Jednak MEN nie zamierza zmieniać przepisów ani uruchamiać specjalnych programów szkoleniowych. Jak podkreślił wiceminister Kiepura, jakość edukacji wymaga odpowiedniego przygotowania, a nie skrótów.
Wakatów mniej, ale problem nadal istnieje
Na dzień 3 listopada 2025 r. w Polsce było:
-
286 wakatów dla nauczycieli przedszkolnych,
-
co odpowiada 272,65 etatu.
Dla porównania – rok wcześniej liczba wolnych stanowisk wynosiła 399, a więc sytuacja uległa poprawie. Nadal jednak około 8% wszystkich wakatów nauczycielskich dotyczy przedszkoli.

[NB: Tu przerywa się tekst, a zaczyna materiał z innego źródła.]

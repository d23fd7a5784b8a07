use std::time::Duration;

use clap::Subcommand;
use serde_json::{json, Value};

use crate::cli::config::{load_session, save_session};
use crate::cli::utils::{output_error, output_success};
use crate::cli::OutputFormat;

#[derive(Subcommand)]
pub enum ServerCommands {
    #[command(about = "Check server health from the /health endpoint")]
    Health {
        #[arg(long, help = "Server URL (defaults to the current server)")]
        url: Option<String>,
    },

    #[command(about = "Set the server used by later commands")]
    Use {
        #[arg(help = "Server URL")]
        url: String,
    },
}

pub async fn handle(cmd: ServerCommands, output_format: OutputFormat) -> anyhow::Result<()> {
    match cmd {
        ServerCommands::Health { url } => {
            let base = match url {
                Some(url) => url,
                None => load_session()?.server_url(),
            };
            let response = reqwest::Client::new()
                .get(format!("{}/health", base.trim_end_matches('/')))
                .timeout(Duration::from_secs(5))
                .send()
                .await?;
            let status = response.status();
            let body: Value = response.json().await.unwrap_or(Value::Null);

            if status.is_success() {
                output_success(output_format, &format!("{} is healthy", base), Some(json!({ "health": body })))
            } else {
                output_error(output_format, &format!("{} answered {}", base, status))?;
                Err(anyhow::anyhow!("server unhealthy"))
            }
        }
        ServerCommands::Use { url } => {
            let mut session = load_session()?;
            let url = url.trim_end_matches('/').to_string();
            if session.server_url.as_deref() != Some(url.as_str()) {
                session.clear_login();
            }
            session.server_url = Some(url.clone());
            save_session(&session)?;
            output_success(output_format, &format!("Using server {}", url), None)
        }
    }
}
use anyhow::Context;
use chrono::Utc;
use clap::Subcommand;
use serde_json::{json, Value};

use crate::cli::config::{load_session, save_session};
use crate::cli::utils::{output_success, unwrap_envelope};
use crate::cli::OutputFormat;

#[derive(Subcommand)]
pub enum AuthCommands {
    #[command(about = "Login to the current server and store the token")]
    Login {
        #[arg(long)]
        email: String,
        #[arg(long)]
        password: String,
    },

    #[command(about = "Show the account behind the stored token")]
    Whoami,

    #[command(about = "Forget the stored token")]
    Logout,
}

pub async fn handle(cmd: AuthCommands, output_format: OutputFormat) -> anyhow::Result<()> {
    let mut session = load_session()?;
    let base = session.server_url();
    let client = reqwest::Client::new();

    match cmd {
        AuthCommands::Login { email, password } => {
            let body: Value = client
                .post(format!("{}/auth/login", base))
                .json(&json!({ "email": email, "password": password }))
                .send()
                .await?
                .json()
                .await?;
            let data = unwrap_envelope(body)?;
            let token = data
                .get("token")
                .and_then(Value::as_str)
                .context("login response carried no token")?
                .to_string();

            session.token = Some(token);
            session.email = Some(email.clone());
            session.expires_at = data.get("expires_at").and_then(Value::as_i64);
            session.logged_in_at = Some(Utc::now());
            save_session(&session)?;

            output_success(
                output_format,
                &format!("Logged in as {}", email),
                Some(json!({ "roles": data["user"]["roles"], "server": base })),
            )
        }
        AuthCommands::Whoami => {
            let token = session.token.clone().context("Not logged in")?;
            let body: Value = client
                .get(format!("{}/api/auth/whoami", base))
                .bearer_auth(token)
                .send()
                .await?
                .json()
                .await?;
            let data = unwrap_envelope(body)?;
            output_success(
                output_format,
                "Current user",
                Some(json!({
                    "email": data["user"]["email"],
                    "roles": data["user"]["roles"],
                    "scope": data["scope"],
                })),
            )
        }
        AuthCommands::Logout => {
            session.clear_login();
            save_session(&session)?;
            output_success(output_format, "Logged out", None)
        }
    }
}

To wyraźny sygnał, że braki kadrowe nadal są problemem systemowym – mimo że liczby spadają, trudności z rekrutacją wykwalifikowanych nauczycieli utrzymują się.
MEN już raz się wycofał – po fali krytyki
Warto przypomnieć, że jeszcze niedawno Ministerstwo planowało umożliwić zatrudnianie w przedszkolach osób bez formalnych kwalifikacji pedagogicznych. Spotkało się to jednak z ostrą krytyką:
-
związków zawodowych,
-
organizacji nauczycielskich,
-
Rzecznika Praw Dziecka.
W wyniku presji społecznej i merytorycznych zarzutów, resort edukacji wycofał projekt nowelizacji ustawy z prac legislacyjnych.
Co dalej?
Choć liczba wakatów powoli maleje, brakuje szybkich i skutecznych rozwiązań, które realnie odciążyłyby system przedszkolny. Obecne stanowisko MEN oznacza, że kandydaci do pracy w przedszkolach muszą liczyć się z długą i wymagającą ścieżką edukacyjną – bez drogi na skróty.
Z jednej strony to gwarancja jakości i bezpieczeństwa dzieci, z drugiej – wyzwanie dla samorządów i dyrektorów przedszkoli, którzy wciąż borykają się z niedoborem personelu.